Saturday, 28 Dec 2024

Slave names have no place in modern Melbourne

The City of Moreland in Melbourne’s inner north is named after the late 18th-century Jamaican slave plantation of the McCrae family. Including the suburbs of Brunswick, Coburg and Pascoe Vale, the municipality’s name valorises slavery and colonialism. Moreland’s councillors are considering a new name for the local government area after being made aware of the links.

But it’s not just Moreland. Across the city, Melbourne has sites connected to slavery, necessitating an urgent rethink of place names and colonial histories.

Coburg, one of the suburbs in Moreland.Credit:Jason South

Nineteenth-century Australian history is often told through the stories of colonial authorities, transported convicts, and gold diggers. But another group of people who shaped the colonies were offshore investors and economic migrants. The McCrae family belonged to the latter category.

In the family tradition of colonial investment, physician Farquhar McCrae acquired the land between Moonee Ponds Creek and Sydney Road and named it “Moreland”.

The middling McCrae family hailed from Scotland where it owned land. The family also had an interest, from around 1770 onwards, in slave plantations in Jamaica, including one of the island’s “Moreland Estates”, where slaves worked commodities such as sugar, rum and herring. Farquhar McCrae was the fifth child of William McCrae, who appeared to receive compensation in 1835 for the loss of five slaves.

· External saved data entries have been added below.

use std::fmt::{Display, Formatter};

use error_stack::Report;
use kernel::prelude::entity::{MovieId, Rental, RentalFee, RentalId, ReturnedAt, StockDelta};
use kernel::{Entity, KernelError};

/// One half of a paired write.
#[derive(Debug, Clone, Eq, PartialEq)]
pub enum PairedWrite {
    InsertRental(Rental),
    DeleteRental(RentalId),
    CloseRental {
        rental_id: RentalId,
        returned_at: ReturnedAt,
        fee: RentalFee,
    },
    ReopenRental {
        rental_id: RentalId,
        returned_at: ReturnedAt,
    },
    AdjustStock {
        movie_id: MovieId,
        delta: StockDelta,
    },
}

impl PairedWrite {
    /// The write that undoes this one, if it can be undone.
    pub fn compensation(&self) -> Option<PairedWrite> {
        match self {
            PairedWrite::InsertRental(rental) => {
                Some(PairedWrite::DeleteRental(rental.id().clone()))
            }
            PairedWrite::CloseRental {
                rental_id,
                returned_at,
                ..
            } => Some(PairedWrite::ReopenRental {
                rental_id: rental_id.clone(),
                returned_at: returned_at.clone(),
            }),
            PairedWrite::AdjustStock { movie_id, delta } => Some(PairedWrite::AdjustStock {
                movie_id: movie_id.clone(),
                delta: delta.inverse(),
            }),
            PairedWrite::DeleteRental(_) | PairedWrite::ReopenRental { .. } => None,
        }
    }

    /// Undo writes that match nothing had nothing to undo, because the write
    /// they reverse never landed.
    pub(crate) fn tolerates_no_match(&self) -> bool {
        matches!(
            self,
            PairedWrite::DeleteRental(_) | PairedWrite::ReopenRental { .. }
        )
    }

    /// What it means when a conditional write matched nothing.
    pub(crate) fn unmatched(&self) -> Report<KernelError> {
        let context = match self {
            PairedWrite::AdjustStock {
                delta: StockDelta::Decrement,
                ..
            } => KernelError::OutOfStock,
            PairedWrite::AdjustStock {
                delta: StockDelta::Increment,
                ..
            } => KernelError::NotFound(Entity::Movie),
            PairedWrite::CloseRental { .. } => KernelError::AlreadyReturned,
            PairedWrite::InsertRental(_)
            | PairedWrite::DeleteRental(_)
            | PairedWrite::ReopenRental { .. } => KernelError::NotFound(Entity::Rental),
        };
        Report::new(context).attach_printable(format!("{self} matched nothing"))
    }
}

impl Display for PairedWrite {
    fn fmt(&self, f: &mut Formatter<'_>) -> std::fmt::Result {
        match self {
            PairedWrite::InsertRental(rental) => {
                write!(f, "insert rental {}", rental.id().as_ref())
            }
            PairedWrite::DeleteRental(id) => write!(f, "delete rental {}", id.as_ref()),
            PairedWrite::CloseRental { rental_id, .. } => {
                write!(f, "close rental {}", rental_id.as_ref())
            }
            PairedWrite::ReopenRental { rental_id, .. } => {
                write!(f, "reopen rental {}", rental_id.as_ref())
            }
            PairedWrite::AdjustStock { movie_id, delta } => {
                write!(
                    f,
                    "adjust stock of movie {} by {}",
                    movie_id.as_ref(),
                    delta.amount()
                )
            }
        }
    }
}

#[cfg(test)]
mod test {
    use kernel::prelude::entity::{
        Customer, CustomerId, CustomerName, CustomerPhone, DailyRentalRate, DateOut, Genre,
        GenreId, GenreName, IsGold, Movie, MovieId, MovieTitle, NumberInStock, Rental, RentalFee,
        ReturnedAt, StockDelta,
    };
    use kernel::{Entity, KernelError};
    use uuid::Uuid;

    use super::PairedWrite;

    fn rental() -> Rental {
        let customer = Customer::new(
            CustomerId::new(Uuid::new_v4()),
            CustomerName::new("customer1"),
            IsGold::default(),
            CustomerPhone::new("1234567"),
        );
        let movie = Movie::new(
            MovieId::new(Uuid::new_v4()),
            MovieTitle::new("movie1"),
            Genre::new(GenreId::new(Uuid::new_v4()), GenreName::new("genre1")),
            DailyRentalRate::new(2),
            NumberInStock::new(1),
        );
        Rental::open(customer, &movie, DateOut::now())
    }

    #[test]
    fn compensations() {
        let rental = rental();
        let insert = PairedWrite::InsertRental(rental.clone());
        assert_eq!(
            insert.compensation(),
            Some(PairedWrite::DeleteRental(rental.id().clone()))
        );

        let returned_at = ReturnedAt::now();
        let close = PairedWrite::CloseRental {
            rental_id: rental.id().clone(),
            returned_at: returned_at.clone(),
            fee: RentalFee::new(0),
        };
        assert_eq!(
            close.compensation(),
            Some(PairedWrite::ReopenRental {
                rental_id: rental.id().clone(),
                returned_at,
            })
        );

        let decrement = PairedWrite::AdjustStock {
            movie_id: rental.movie().id().clone(),
            delta: StockDelta::Decrement,
        };
        assert_eq!(
            decrement.compensation(),
            Some(PairedWrite::AdjustStock {
                movie_id: rental.movie().id().clone(),
                delta: StockDelta::Increment,
            })
        );

        assert_eq!(PairedWrite::DeleteRental(rental.id().clone()).compensation(), None);
    }

    #[test]
    fn unmatched_conditions() {
        let rental = rental();
        let decrement = PairedWrite::AdjustStock {
            movie_id: rental.movie().id().clone(),
            delta: StockDelta::Decrement,
        };
        assert_eq!(
            decrement.unmatched().current_context(),
            &KernelError::OutOfStock
        );

        let close = PairedWrite::CloseRental {
            rental_id: rental.id().clone(),
            returned_at: ReturnedAt::now(),
            fee: RentalFee::new(0),
        };
        assert_eq!(
            close.unmatched().current_context(),
            &KernelError::AlreadyReturned
        );

        let increment = PairedWrite::AdjustStock {
            movie_id: rental.movie().id().clone(),
            delta: StockDelta::Increment,
        };
        assert_eq!(
            increment.unmatched().current_context(),
            &KernelError::NotFound(Entity::Movie)
        );
    }

    #[test]
    fn only_rental_undo_tolerates_no_match() {
        let rental = rental();
        let undos = [
            PairedWrite::InsertRental(rental.clone()),
            PairedWrite::CloseRental {
                rental_id: rental.id().clone(),
                returned_at: ReturnedAt::now(),
                fee: RentalFee::new(0),
            },
        ]
        .map(|write| write.compensation().expect("rental writes are undoable"));
        assert!(undos.iter().all(PairedWrite::tolerates_no_match));

        let restock = PairedWrite::AdjustStock {
            movie_id: rental.movie().id().clone(),
            delta: StockDelta::Increment,
        };
        assert!(!restock.tolerates_no_match());
    }
}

Melbourne’s legacies of slavery extend beyond the inner north. McCrae Homestead on the Mornington Peninsula was constructed in 1844 by Farquhar’s brother Andrew McCrae, a lawyer, and his artist wife Georgiana. In 1847, Como House in South Yarra was built by Edward Eyre Williams, whose family’s wealth had come from slave ownership in Trinidad. Both historic properties are today owned by the National Trust.

Como House in South Yarra.Credit:Craig Abraham

While the profits generated by Caribbean slavery could be invested in Australia, the emancipated slaves were largely barred from entering the country due to racist migration policies. Caribbean Australians have only ever made up a small section of the community. Redressing Australia’s legacies of slavery becomes a collective responsibility, whether the investment of tainted money in real estate, or the blackbirding of Pacific islanders and wages never paid to First Peoples.

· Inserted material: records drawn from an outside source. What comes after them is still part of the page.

use crate::database::{DatabaseConnection, DependOnDatabaseConnection, Transaction};
use crate::entity::{Rental, RentalFee, RentalId, ReturnedAt};
use crate::KernelError;

#[async_trait::async_trait]
pub trait RentalModifier: 'static + Sync + Send {
    type Transaction: Transaction;
    /// Fails with [`KernelError::Conflict`] if the customer already has an open
    /// rental of the same movie.
    async fn create(
        &self,
        con: &mut Self::Transaction,
        rental: &Rental,
    ) -> error_stack::Result<(), KernelError>;
    async fn delete(
        &self,
        con: &mut Self::Transaction,
        rental_id: &RentalId,
    ) -> error_stack::Result<bool, KernelError>;
    /// Sets the return date and fee only while the rental is still open.
    /// Returns `false` if no open rental matched.
    async fn close(
        &self,
        con: &mut Self::Transaction,
        rental_id: &RentalId,
        returned_at: &ReturnedAt,
        fee: &RentalFee,
    ) -> error_stack::Result<bool, KernelError>;
    /// Clears the return date and fee of a rental closed at exactly `returned_at`.
    /// Returns `false` if the rental is open or was closed by someone else.
    async fn reopen(
        &self,
        con: &mut Self::Transaction,
        rental_id: &RentalId,
        returned_at: &ReturnedAt,
    ) -> error_stack::Result<bool, KernelError>;
}

pub trait DependOnRentalModifier: 'static + Sync + Send + DependOnDatabaseConnection {
    type RentalModifier: RentalModifier<
        Transaction = <Self::DatabaseConnection as DatabaseConnection>::Transaction,
    >;
    fn rental_modifier(&self) -> &Self::RentalModifier;
}
use serde::{Deserialize, Serialize};
use time::OffsetDateTime;
use vodca::{AsRefln, Fromln};

#[derive(Debug, Clone, PartialEq, Eq, Hash, Fromln, AsRefln, Serialize, Deserialize)]
pub struct DateOut(OffsetDateTime);

impl DateOut {
    pub fn new(time: impl Into<OffsetDateTime>) -> Self {
        Self(time.into())
    }

    pub fn now() -> Self {
        Self(OffsetDateTime::now_utc())
    }
}

#[derive(Debug, Clone, PartialEq, Eq, Hash, Fromln, AsRefln, Serialize, Deserialize)]
pub struct ReturnedAt(OffsetDateTime);

impl ReturnedAt {
    pub fn new(time: impl Into<OffsetDateTime>) -> Self {
        Self(time.into())
    }

    pub fn now() -> Self {
        Self(OffsetDateTime::now_utc())
    }
}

The City of Moreland celebrates a notable resident of Caribbean origins. The West Indian Australian Cocoa Jackson was the national featherweight boxing champion in 1928-29. Evoking multiculturalism and sporting prowess, Brunswick honours Jackson with a laneway in his name, a portrait in a literary bar, and an outdoor mural alongside other famous locals.

By embedding meaning into the landscape, what places are called matters. That is why Jackson has a laneway after him. McCrae choose “Moreland” for his Melbourne property to valorise his ancestors. If the municipality were to change names, McCrae would be remembered by Moreland Road and his red granite gravestone at Fawkner Cemetery, which was moved around 1922 from the Old General Cemetery at Queen Victoria Market, after a campaign by Isaac Selby, whose ancestors also owned slaves.

Place names reflect our values as a society. For this reason, in 2017, the City of Darebin renamed Batman Park in Northcote to Gumbri Park, following consultation with First Peoples. In 2018, the overlapping federal electorate of Batman was renamed after Yorta Yorta activist William Cooper. As with the relocation of colonial monuments and statues, such acts do not erase the past, but rather rearticulate community aspirations for the future.

The name “Moreland” is bound to colonialism and slavery. Renaming the municipality provides an opportunity to reshape the associations of the area. Residents and especially First Peoples, the Wurundjeri Woi-wurrung Cultural Heritage Aboriginal Corporation, should be central to the process.

Exploring Indigenous language names of Country would contribute to reconciliation by providing an opportunity for truth-telling about the many facets of colonisation.

Dr James Lesh, based at the University of Melbourne School of Design, is the author of a forthcoming book on the history of the Australian heritage movement.